Environmentalists flood EPA hearing on carbon rules in Denver

DENVER — As two days of hearings on the Obama administration’s proposal to curb carbon emissions by 30 percent by the year 2030, environmentalists and industry groups made their cases — in the hearing room and all across town.

While clean energy companies and mothers standing alongside firefighters pushed the Environmental Protection Agency to adopt the strongest rule possible to address climate change and improve air quality, Republicans stood with representatives of Colorado’s coal industry in the shadows of the state Capitol at a rally organized by Koch-backed Americans For Prosperity and called for the administration to drop a proposal they believe will cost jobs.

Meanwhile, inside a hearing room on the second floor of the gleaming new EPA headquarters at 16th and Wynkoop in Lower Downtown, hundreds of people, each allowed just five minutes, put their feelings on the record.

The heart of the matter: weighing the potential short-term economic costs with the likely long-term costs of inaction.

“It is far cheaper to act strongly now,” said state Sen. Matt Jones, D-Louisville, one of the first people to testify in support of the proposal Tuesday morning.

The proposal is an existential threat to the more than 600 coal power plants across the country.

Under the proposed rule, states will be given flexibility about how to achieve the pollution cuts. Instead of immediately shutting down coal plants, states could choose to reduce emissions by installing new wind and solar generation or energy-efficiency technology, and by starting or joining state and regional “cap and trade” programs, in which states agree to cap carbon pollution and buy and sell permits to pollute.

Looking to combat fears about the economic impact on the industry, the Obama administration Tuesday released a study showing that failing to adequately reduce the carbon pollution that contributes to climate change could cost the United States economy $150 billion a year

While many argued against the rules on the grounds they go too far — Moffat County Commissioner John Kincaid testified that the administration is waging a “war on coal” — others argued that they don’t do enough.

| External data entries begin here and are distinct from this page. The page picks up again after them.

//! Running test cells on a cluster through `kubectl`.
//!
//! A test cell is applied, its job pod is awaited, its log is streamed
//! and saved, and the cell is deleted again. Every wait is a bounded poll
//! that gives up early once the cancellation flag is cleared.

use std::fs;
use std::path::{Path, PathBuf};
use std::sync::Arc;
use std::sync::atomic::{AtomicBool, Ordering};
use std::thread;
use std::time::Duration;

use cellc_common::constants::{JOB_COMPLETION_TIMEOUT, POD_RUNNING_TIMEOUT, POLL_INTERVAL};
use cellc_common::error::{CellError, Result};
use cellc_image::shell::ShellCommand;

/// How long to look for the job pod before skipping a test.
const POD_LOOKUP_TIMEOUT: Duration = Duration::from_secs(60);

/// Pod phases that end the wait for a test pod.
const SETTLED_POD_STATES: [&str; 3] = ["Running", "Error", "Completed"];

/// Resource name of Cell objects on the cluster.
const CELL_RESOURCE: &str = "cells.mesh.cellery.io";

/// Cluster operations needed to run a test cell.
pub trait Cluster {
    /// Applies the document at `path`.
    ///
    /// # Errors
    ///
    /// Returns an error if the cluster rejects the document.
    fn apply(&self, path: &Path) -> Result<()>;

    /// Lists pods as `kubectl get pods --no-headers` prints them.
    ///
    /// # Errors
    ///
    /// Returns an error if the listing fails.
    fn pods(&self) -> Result<String>;

    /// Reads the status of the job condition named `condition`.
    ///
    /// # Errors
    ///
    /// Returns an error if the job cannot be queried.
    fn job_condition(&self, job: &str, condition: &str) -> Result<String>;

    /// Follows the log of `container` in `pod` until it ends.
    ///
    /// # Errors
    ///
    /// Returns an error if the log cannot be read.
    fn follow_logs(&self, pod: &str, container: &str) -> Result<()>;

    /// Returns the full log of `container` in `pod`.
    ///
    /// # Errors
    ///
    /// Returns an error if the log cannot be read.
    fn logs(&self, pod: &str, container: &str) -> Result<String>;

    /// Deletes the Cell object `name`.
    ///
    /// # Errors
    ///
    /// Returns an error if the deletion fails.
    fn delete_cell(&self, name: &str) -> Result<()>;
}

/// The `kubectl` command line tool.
#[derive(Debug, Clone)]
pub struct Kubectl {
    program: PathBuf,
}

impl Kubectl {
    /// Locates `kubectl` on the `PATH`.
    ///
    /// # Errors
    ///
    /// Returns [`CellError::NotFound`] if `kubectl` is not installed.
    pub fn locate() -> Result<Self> {
        let program = which::which("kubectl").map_err(|_| CellError::NotFound {
            kind: "kubectl binary",
            id: "kubectl (install kubectl to run tests)".into(),
        })?;
        Ok(Self { program })
    }

    fn command<'a>(&self, args: impl IntoIterator<Item = &'a str>) -> ShellCommand {
        ShellCommand::new(&self.program).args(args)
    }
}

impl Cluster for Kubectl {
    fn apply(&self, path: &Path) -> Result<()> {
        let file = path.display().to_string();
        let _ = self.command(["apply", "-f", file.as_str()]).run()?;
        Ok(())
    }

    fn pods(&self) -> Result<String> {
        self.command(["get", "pods", "--no-headers"]).run()
    }

    fn job_condition(&self, job: &str, condition: &str) -> Result<String> {
        let query = format!(
            "jsonpath={{.status.conditions[?(@.type==\"{condition}\")].status}}"
        );
        self.command(["get", "jobs", job, "-o", query.as_str()]).run()
    }

    #[allow(clippy::print_stdout)]
    fn follow_logs(&self, pod: &str, container: &str) -> Result<()> {
        let _ = self.command(["logs", pod, container, "-f"]).run_with(
            |line| println!("Log: {line}"),
            |line| tracing::warn!(target: "cellc::test", "{line}"),
        )?;
        Ok(())
    }

    fn logs(&self, pod: &str, container: &str) -> Result<String> {
        self.command(["logs", pod, container]).run()
    }

    fn delete_cell(&self, name: &str) -> Result<()> {
        let _ = self.command(["delete", CELL_RESOURCE, name]).run()?;
        Ok(())
    }
}

/// Result of a bounded wait.
#[derive(Debug, Clone, PartialEq, Eq)]
pub enum Poll<T> {
    /// The condition was met.
    Ready(T),
    /// Every attempt was used up.
    TimedOut,
    /// The cancellation flag was cleared.
    Cancelled,
}

/// Repeats a check at a fixed interval for a bounded number of attempts.
#[derive(Debug, Clone, Copy, PartialEq, Eq)]
pub struct Poller {
    interval: Duration,
    attempts: u32,
}

impl Poller {
    /// Polls every `interval` for at most `budget`.
    pub fn new(budget: Duration, interval: Duration) -> Self {
        let attempts = budget.as_millis() / interval.as_millis().max(1);
        Self {
            interval,
            attempts: u32::try_from(attempts).unwrap_or(u32::MAX).max(1),
        }
    }

    /// Polls every `interval`, `attempts` times.
    #[cfg(test)]
    pub const fn with_attempts(interval: Duration, attempts: u32) -> Self {
        Self { interval, attempts }
    }

    /// Runs `check` until it yields a value, the attempts run out, or
    /// `running` is cleared.
    ///
    /// # Errors
    ///
    /// Returns the first error raised by `check`.
    pub fn poll<T>(
        &self,
        running: &AtomicBool,
        mut check: impl FnMut() -> Result<Option<T>>,
    ) -> Result<Poll<T>> {
        for attempt in 0..self.attempts {
            if !running.load(Ordering::SeqCst) {
                return Ok(Poll::Cancelled);
            }
            if let Some(value) = check()? {
                return Ok(Poll::Ready(value));
            }
            if attempt + 1 < self.attempts {
                thread::sleep(self.interval);
            }
        }
        Ok(Poll::TimedOut)
    }
}

/// How one test ended.
#[derive(Debug, Clone, PartialEq, Eq)]
pub enum TestOutcome {
    /// The job completed.
    Passed,
    /// The job failed.
    Failed,
    /// The test could not be run or observed to the end.
    Skipped(String),
    /// The run was interrupted.
    Cancelled,
}

/// A test cell ready to run.
#[derive(Debug, Clone, PartialEq, Eq)]
pub struct TestTarget {
    /// Name of the Cell object.
    pub cell: String,
    /// Name of the job's service template.
    pub service: String,
    /// Path of the Cell document.
    pub path: PathBuf,
}

impl TestTarget {
    /// Prefix shared by the names of the job's pods.
    pub fn pod_prefix(&self) -> String {
        format!("{}--{}-job", self.cell, self.service)
    }

    /// Name of the job object.
    pub fn job_name(&self) -> String {
        format!("{}--{}", self.cell, self.service)
    }
}

/// Runs test cells one at a time on a [`Cluster`].
pub struct TestRunner<'a, C: Cluster> {
    cluster: &'a C,
    running: Arc<AtomicBool>,
    logs_dir: PathBuf,
    settle: Duration,
    pod_lookup: Poller,
    pod_running: Poller,
    job_completion: Poller,
}

impl<'a, C: Cluster> TestRunner<'a, C> {
    /// Creates a runner with the default timeouts, saving logs under
    /// `logs_dir`. Clearing `running` cancels the current test.
    pub fn new(cluster: &'a C, running: Arc<AtomicBool>, logs_dir: impl Into<PathBuf>) -> Self {
        Self {
            cluster,
            running,
            logs_dir: logs_dir.into(),
            settle: POLL_INTERVAL,
            pod_lookup: Poller::new(POD_LOOKUP_TIMEOUT, POLL_INTERVAL),
            pod_running: Poller::new(POD_RUNNING_TIMEOUT, POLL_INTERVAL),
            job_completion: Poller::new(JOB_COMPLETION_TIMEOUT, POLL_INTERVAL),
        }
    }

    /// Replaces every wait with `poller` and drops the settle delay.
    #[cfg(test)]
    #[must_use]
    pub fn with_poller(mut self, poller: Poller) -> Self {
        self.settle = Duration::ZERO;
        self.pod_lookup = poller;
        self.pod_running = poller;
        self.job_completion = poller;
        self
    }

    /// Runs `target` and always tries to delete its cell afterwards.
    ///
    /// # Errors
    ///
    /// Returns an error if the cluster cannot be reached or the log
    /// cannot be saved.
    pub fn run(&self, target: &TestTarget) -> Result<TestOutcome> {
        tracing::info!(test = %target.cell, "running test");
        self.cluster.apply(&target.path)?;
        let outcome = self.observe(target);
        if let Err(e) = self.cluster.delete_cell(&target.cell) {
            tracing::warn!(test = %target.cell, error = %e, "failed to delete test cell");
        }
        let outcome = outcome?;
        tracing::info!(test = %target.cell, ?outcome, "test finished");
        Ok(outcome)
    }

    fn observe(&self, target: &TestTarget) -> Result<TestOutcome> {
        thread::sleep(self.settle);
        let prefix = target.pod_prefix();

        let pod = match self
            .pod_lookup
            .poll(&self.running, || Ok(find_pod(&self.cluster.pods()?, &prefix).map(|p| p.name)))?
        {
            Poll::Ready(pod) => pod,
            Poll::TimedOut => {
                tracing::warn!(test = %target.cell, "test pod not found, skipping");
                return Ok(TestOutcome::Skipped("test pod not found".into()));
            }
            Poll::Cancelled => return Ok(TestOutcome::Cancelled),
        };

        match self.pod_running.poll(&self.running, || {
            Ok(find_pod(&self.cluster.pods()?, &prefix)
                .filter(|p| SETTLED_POD_STATES.iter().any(|s| p.status.contains(s))))
        })? {
            Poll::Ready(status) => {
                tracing::debug!(pod = %pod, status = %status.status, "test pod settled");
            }
            Poll::TimedOut => {
                tracing::warn!(test = %target.cell, pod = %pod, "test pod did not start, skipping");
                return Ok(TestOutcome::Skipped("test pod did not start".into()));
            }
            Poll::Cancelled => return Ok(TestOutcome::Cancelled),
        }

        if let Err(e) = self.cluster.follow_logs(&pod, &target.service) {
            tracing::warn!(pod = %pod, error = %e, "log stream ended with an error");
        }

        let job = target.job_name();
        let outcome = match self.job_completion.poll(&self.running, || {
            if self.cluster.job_condition(&job, "Complete")?.trim() == "True" {
                return Ok(Some(TestOutcome::Passed));
            }
            if self.cluster.job_condition(&job, "Failed")?.trim() == "True" {
                return Ok(Some(TestOutcome::Failed));
            }
            Ok(None)
        })? {
            Poll::Ready(outcome) => outcome,
            Poll::TimedOut => {
                tracing::warn!(job = %job, "job did not finish in time");
                return Ok(TestOutcome::Skipped("job did not finish in time".into()));
            }
            Poll::Cancelled => return Ok(TestOutcome::Cancelled),
        };

        self.save_logs(&pod, target)?;
        Ok(outcome)
    }

    fn save_logs(&self, pod: &str, target: &TestTarget) -> Result<()> {
        let log = self.cluster.logs(pod, &target.service)?;
        let path = self.logs_dir.join(format!("{}.log", target.cell));
        fs::create_dir_all(&self.logs_dir).map_err(|e| CellError::Io {
            path: self.logs_dir.clone(),
            source: e,
        })?;
        fs::write(&path, log).map_err(|e| CellError::Io {
            path: path.clone(),
            source: e,
        })?;
        tracing::info!(path = %path.display(), "saved test log");
        Ok(())
    }
}

/// A row of the pod listing.
#[derive(Debug, Clone, PartialEq, Eq)]
pub struct PodStatus {
    /// Pod name.
    pub name: String,
    /// Status column.
    pub status: String,
}
//! Domain primitive types used across the cellc workspace.

use std::fmt;

use serde::{Deserialize, Serialize};

use crate::error::{CellError, Result};

/// Identity of a cell image: organization, name, and version.
#[derive(Debug, Clone, PartialEq, Eq, Hash, PartialOrd, Ord, Serialize, Deserialize)]
pub struct ImageName {
    /// Owning organization.
    pub org: String,
    /// Image name.
    pub name: String,
    /// Image version.
    #[serde(rename = "ver")]
    pub version: String,
}

impl ImageName {
    /// Creates an identity from its three parts.
    ///
    /// # Errors
    ///
    /// Returns a validation error if the name is empty; the resource
    /// name derived from it would be empty too.
    pub fn new(
        org: impl Into<String>,
        name: impl Into<String>,
        version: impl Into<String>,
    ) -> Result<Self> {
        let name = name.into();
        if name.trim().is_empty() {
            return Err(CellError::validation("cell image name must not be empty"));
        }
        Ok(Self {
            org: org.into(),
            name,
            version: version.into(),
        })
    }

    /// Returns the image name as a valid resource name.
    #[must_use]
    pub fn resource_name(&self) -> String {
        valid_name(&self.name)
    }
}

impl fmt::Display for ImageName {
    fn fmt(&self, f: &mut fmt::Formatter<'_>) -> fmt::Result {
        write!(f, "{}/{}:{}", self.org, self.name, self.version)
    }
}

/// Lowercases `name` and replaces every non-alphanumeric character with `-`.
#[must_use]
pub fn valid_name(name: &str) -> String {
    name.to_lowercase()
        .chars()
        .map(|c| if c.is_ascii_alphanumeric() { c } else { '-' })
        .collect()
}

“This rule is just a mere lean in the right direction. It’s just not going to work for us,” said Stanley Sturgell, a retired Kentucky coal miner with black lung disease and COPD who flew himself to Denver to testify. Your targets for reducing pollution by 2030 are way too low and do not do enough to reduce our risk from climate change.

“We’re dying — literally dying — for you to help us.”

The hearing itself was dominated by environmental advocates pushing the administration to take action.

Meanwhile, the industry made its opposition known at a noon rally in Lincoln Park across from the Capitol.

“Barack Obama these are real Americans and real American jobs,” yelled Bob Beauprez, the GOP nominee for governor. “Keep your hands off our jobs, off our families, off our dignity of work!”

Many in Moffat County, where the Twenty Mile Coal plant is the heart of the local economy, also see the EPA rule as a matter of life and death — for the local economy.

“The coal mines are pretty much our entire economy,” said Brandi Meek, a mother of two and the Moffat County GOP chair.

Mary Frontczak, an executive with Peabody Energy Americas, the company that operates the Twenty Mile plant, said that the EPA’s plan would make a miniscule difference when it comes to climate change at far too high a cost to her industry and its employees.

“This proposal needs to be withdrawn and there’s overwhelming support for that,” Frontczak said.  “We’re going to do something that’s not going to have any benefit but will hurt our own people in this country.”